● **What needs to be done**
Give the lines again exactly as they appear, beginning at the one with "use crate::auth::RoostAuthSource;" and ending at the last line of the records.

Records from a dataset:
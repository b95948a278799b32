use std::fmt::Debug;
use std::io;
use std::sync::Arc;
use std::time::Instant;

use async_trait::async_trait;
use futures::stream;
use futures::Sink;
use pgwire::api::auth::cleartext::CleartextPasswordAuthStartupHandler;
use pgwire::api::auth::{DefaultServerParameterProvider, StartupHandler};
use pgwire::api::copy::CopyHandler;
use pgwire::api::portal::{Format, Portal};
use pgwire::api::query::{ExtendedQueryHandler, SimpleQueryHandler};
use pgwire::api::results::{
    DataRowEncoder, DescribePortalResponse, DescribeStatementResponse, FieldFormat, FieldInfo,
    QueryResponse, Response, Tag,
};
use pgwire::api::stmt::{QueryParser, StoredStatement};
use pgwire::api::store::PortalStore;
use pgwire::api::{ClientInfo, ClientPortalStore, NoopHandler, PgWireServerHandlers, Type};
use pgwire::error::{ErrorInfo, PgWireError, PgWireResult};
use pgwire::messages::PgWireBackendMessage;
use pgwire::tokio::{process_socket, TlsAcceptor};
use tokio::net::TcpStream;

use crate::auth::RoostAuthSource;
use crate::engine::{Engine, EngineError};
use crate::model::*;
use crate::observability::{command_label, QUERIES_TOTAL, QUERY_DURATION_SECONDS};
use crate::sql::{self, Command, SqlError};
use crate::tenant::TenantManager;

/// Serve one client connection until it closes. The pgwire database name
/// selects the tenant.
pub async fn process_connection(
    socket: TcpStream,
    tenant_manager: Arc<TenantManager>,
    password: String,
    tls: Option<TlsAcceptor>,
) -> io::Result<()> {
    process_socket(socket, tls, RoostFactory::new(tenant_manager, password)).await
}

pub struct RoostHandler {
    tenant_manager: Arc<TenantManager>,
    query_parser: Arc<RoostQueryParser>,
}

● **Solution to this problem**
use crate::auth::RoostAuthSource;
use crate::engine::{Engine, EngineError};
use crate::model::*;
use crate::observability::{command_label, QUERIES_TOTAL, QUERY_DURATION_SECONDS};
use crate::sql::{self, Command, SqlError};
use crate::tenant::TenantManager;

/// Serve one client connection until it closes. The pgwire database name
/// selects the tenant.
pub async fn process_connection(
    socket: TcpStream,
    tenant_manager: Arc<TenantManager>,
    password: String,
    tls: Option<TlsAcceptor>,
) -> io::Result<()> {
    process_socket(socket, tls, RoostFactory::new(tenant_manager, password)).await
}

pub struct RoostHandler {
    tenant_manager: Arc<TenantManager>,
    query_parser: Arc<RoostQueryParser>,
}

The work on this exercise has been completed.